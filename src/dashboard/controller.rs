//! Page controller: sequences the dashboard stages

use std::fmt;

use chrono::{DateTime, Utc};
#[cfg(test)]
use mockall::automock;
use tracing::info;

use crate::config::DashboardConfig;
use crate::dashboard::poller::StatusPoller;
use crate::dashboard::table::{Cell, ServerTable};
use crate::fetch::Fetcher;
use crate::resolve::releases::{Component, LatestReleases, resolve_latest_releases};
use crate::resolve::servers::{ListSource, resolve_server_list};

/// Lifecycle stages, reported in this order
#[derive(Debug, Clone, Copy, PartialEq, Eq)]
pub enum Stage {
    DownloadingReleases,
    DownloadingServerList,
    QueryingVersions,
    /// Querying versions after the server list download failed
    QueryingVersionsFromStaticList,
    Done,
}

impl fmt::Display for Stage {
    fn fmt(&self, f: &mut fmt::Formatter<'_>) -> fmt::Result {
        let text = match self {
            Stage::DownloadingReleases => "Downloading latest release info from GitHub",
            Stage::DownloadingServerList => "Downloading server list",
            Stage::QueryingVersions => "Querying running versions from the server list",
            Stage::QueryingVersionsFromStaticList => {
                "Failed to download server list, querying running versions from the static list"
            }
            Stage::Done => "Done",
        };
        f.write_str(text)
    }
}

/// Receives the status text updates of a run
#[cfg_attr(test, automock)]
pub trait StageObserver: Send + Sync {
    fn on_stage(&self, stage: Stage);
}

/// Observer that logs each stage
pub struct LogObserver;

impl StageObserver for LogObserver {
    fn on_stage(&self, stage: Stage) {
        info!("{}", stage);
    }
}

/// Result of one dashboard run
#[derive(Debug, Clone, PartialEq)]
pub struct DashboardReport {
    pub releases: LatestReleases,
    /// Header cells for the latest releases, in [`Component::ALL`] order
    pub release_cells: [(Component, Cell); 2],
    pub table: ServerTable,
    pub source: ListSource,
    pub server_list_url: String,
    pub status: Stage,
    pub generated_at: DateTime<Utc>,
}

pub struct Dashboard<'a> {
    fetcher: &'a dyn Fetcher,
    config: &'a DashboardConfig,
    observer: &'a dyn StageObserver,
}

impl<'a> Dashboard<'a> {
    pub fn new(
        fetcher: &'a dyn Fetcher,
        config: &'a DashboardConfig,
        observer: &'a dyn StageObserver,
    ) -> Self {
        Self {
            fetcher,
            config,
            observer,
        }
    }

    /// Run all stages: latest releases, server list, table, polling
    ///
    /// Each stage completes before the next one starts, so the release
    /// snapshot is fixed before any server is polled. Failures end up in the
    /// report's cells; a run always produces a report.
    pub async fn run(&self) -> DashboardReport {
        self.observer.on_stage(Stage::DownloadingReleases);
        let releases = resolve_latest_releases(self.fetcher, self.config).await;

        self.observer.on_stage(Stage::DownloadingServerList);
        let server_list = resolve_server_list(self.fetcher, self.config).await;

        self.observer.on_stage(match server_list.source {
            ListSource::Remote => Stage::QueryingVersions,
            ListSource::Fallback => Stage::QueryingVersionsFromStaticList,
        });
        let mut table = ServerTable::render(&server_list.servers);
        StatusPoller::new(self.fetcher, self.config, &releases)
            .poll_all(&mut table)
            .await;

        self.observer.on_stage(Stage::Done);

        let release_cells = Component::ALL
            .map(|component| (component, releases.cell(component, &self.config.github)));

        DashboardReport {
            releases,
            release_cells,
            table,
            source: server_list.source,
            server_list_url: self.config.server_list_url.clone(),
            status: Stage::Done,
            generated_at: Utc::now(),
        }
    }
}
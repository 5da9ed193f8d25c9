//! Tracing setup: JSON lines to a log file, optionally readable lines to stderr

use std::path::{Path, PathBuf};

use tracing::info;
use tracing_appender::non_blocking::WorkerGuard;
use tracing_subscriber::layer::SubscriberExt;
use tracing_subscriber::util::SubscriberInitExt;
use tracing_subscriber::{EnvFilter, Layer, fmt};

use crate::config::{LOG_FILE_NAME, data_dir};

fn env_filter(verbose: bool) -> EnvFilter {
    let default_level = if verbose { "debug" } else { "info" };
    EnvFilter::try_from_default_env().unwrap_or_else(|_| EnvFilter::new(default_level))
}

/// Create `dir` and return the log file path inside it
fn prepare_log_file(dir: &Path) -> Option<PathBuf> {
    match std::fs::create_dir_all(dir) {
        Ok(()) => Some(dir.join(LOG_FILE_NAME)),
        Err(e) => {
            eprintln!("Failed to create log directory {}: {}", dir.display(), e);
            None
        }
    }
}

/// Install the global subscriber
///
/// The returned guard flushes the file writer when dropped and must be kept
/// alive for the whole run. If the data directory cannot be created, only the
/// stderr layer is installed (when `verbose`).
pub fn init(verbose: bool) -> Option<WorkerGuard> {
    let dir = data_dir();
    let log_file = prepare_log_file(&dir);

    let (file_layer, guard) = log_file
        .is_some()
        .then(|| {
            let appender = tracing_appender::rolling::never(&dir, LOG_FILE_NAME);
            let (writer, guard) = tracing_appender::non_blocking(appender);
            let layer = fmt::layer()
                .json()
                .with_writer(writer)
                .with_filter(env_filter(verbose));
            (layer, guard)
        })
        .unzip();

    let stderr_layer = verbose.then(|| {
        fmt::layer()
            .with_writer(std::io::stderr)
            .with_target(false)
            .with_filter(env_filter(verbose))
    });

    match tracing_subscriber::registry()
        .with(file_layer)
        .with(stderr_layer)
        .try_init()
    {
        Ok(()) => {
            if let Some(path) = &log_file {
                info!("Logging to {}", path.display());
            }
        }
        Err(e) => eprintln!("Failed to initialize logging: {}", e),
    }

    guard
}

------------------------------

Copy every line of the material above in which the word "WorkerGuard" appears.

use tracing_appender::non_blocking::WorkerGuard;
pub fn init(verbose: bool) -> Option<WorkerGuard> {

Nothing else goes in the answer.